2. Ethical concepts and ethical theories

Some philosophical ethics is broad and general, seeking to find general principles or explanations of morality. Much, however, focuses on analysis of notions central to ethics itself. One such notion which has been the focus of much discussion in recent years is that of autonomy (see Autonomy, ethical). The interest in self-governance sits alongside other issues concerning the self, its moral nature and its ethical relation to others (see Akrasia; Determinism and indeterminism; Evolution and ethics; Free will; Self-deception, ethics of; Self-respect; Will, the); and the relations of these selves in a social context (see Recognition; Solidarity; Vulnerability and finitude). Other topics discussed include the nature of moral ideals, and the notions of desert and moral responsibility (see Ideals; Desert and merit; Moral luck).

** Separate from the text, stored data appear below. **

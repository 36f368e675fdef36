//! Per-day summary statistics for inflammation tables.
//!
//! All functions are pure reductions: the daily statistics reduce across
//! patients (one value per day), the threshold count reduces one patient's row.
//!
//! ```
//! use inflam_data::InflammationTable;
//! use inflam_stats::{daily_above_threshold, daily_max, daily_mean, daily_min};
//! let t = InflammationTable::from_rows(vec![
//!     vec![1.0, 2.0],
//!     vec![3.0, 4.0],
//!     vec![5.0, 6.0],
//! ]).unwrap();
//! assert_eq!(daily_mean(&t), vec![3.0, 4.0]);
//! assert_eq!(daily_max(&t), vec![5.0, 6.0]);
//! assert_eq!(daily_min(&t), vec![1.0, 2.0]);
//! assert_eq!(daily_above_threshold(&t, 3.0, 2).unwrap(), 2);
//! ```

mod daily;
mod error;
mod summary;

pub use daily::*;
pub use error::StatsError;
pub use summary::DailyStatistics;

The question of what makes for a human life that is good for the person living it has been at the heart of ethics since the Greek philosophers enquired into eudaimonia (‘happiness’) (see Aristotle; Eudaimonia; Happiness; Life, meaning of; Plato; Socrates). Once again, a philosopher’s theory of the good will almost always be closely bound up with their views on other central matters (see Good, theories of the). For example, some of those who put weight on sense experience in our understanding of the world have been tempted by the view that the good consists entirely in a particular kind of experience, pleasure (see Empiricism; Pleasure). Others have claimed that there is more to life than mere pleasure, and that the good life consists in fulfilling our complex human nature (see Perfectionism; Self-realization). Nor have philosophers forgotten ‘the bad’ (see Evil; Suffering; Suffering, Buddhist views of origination of).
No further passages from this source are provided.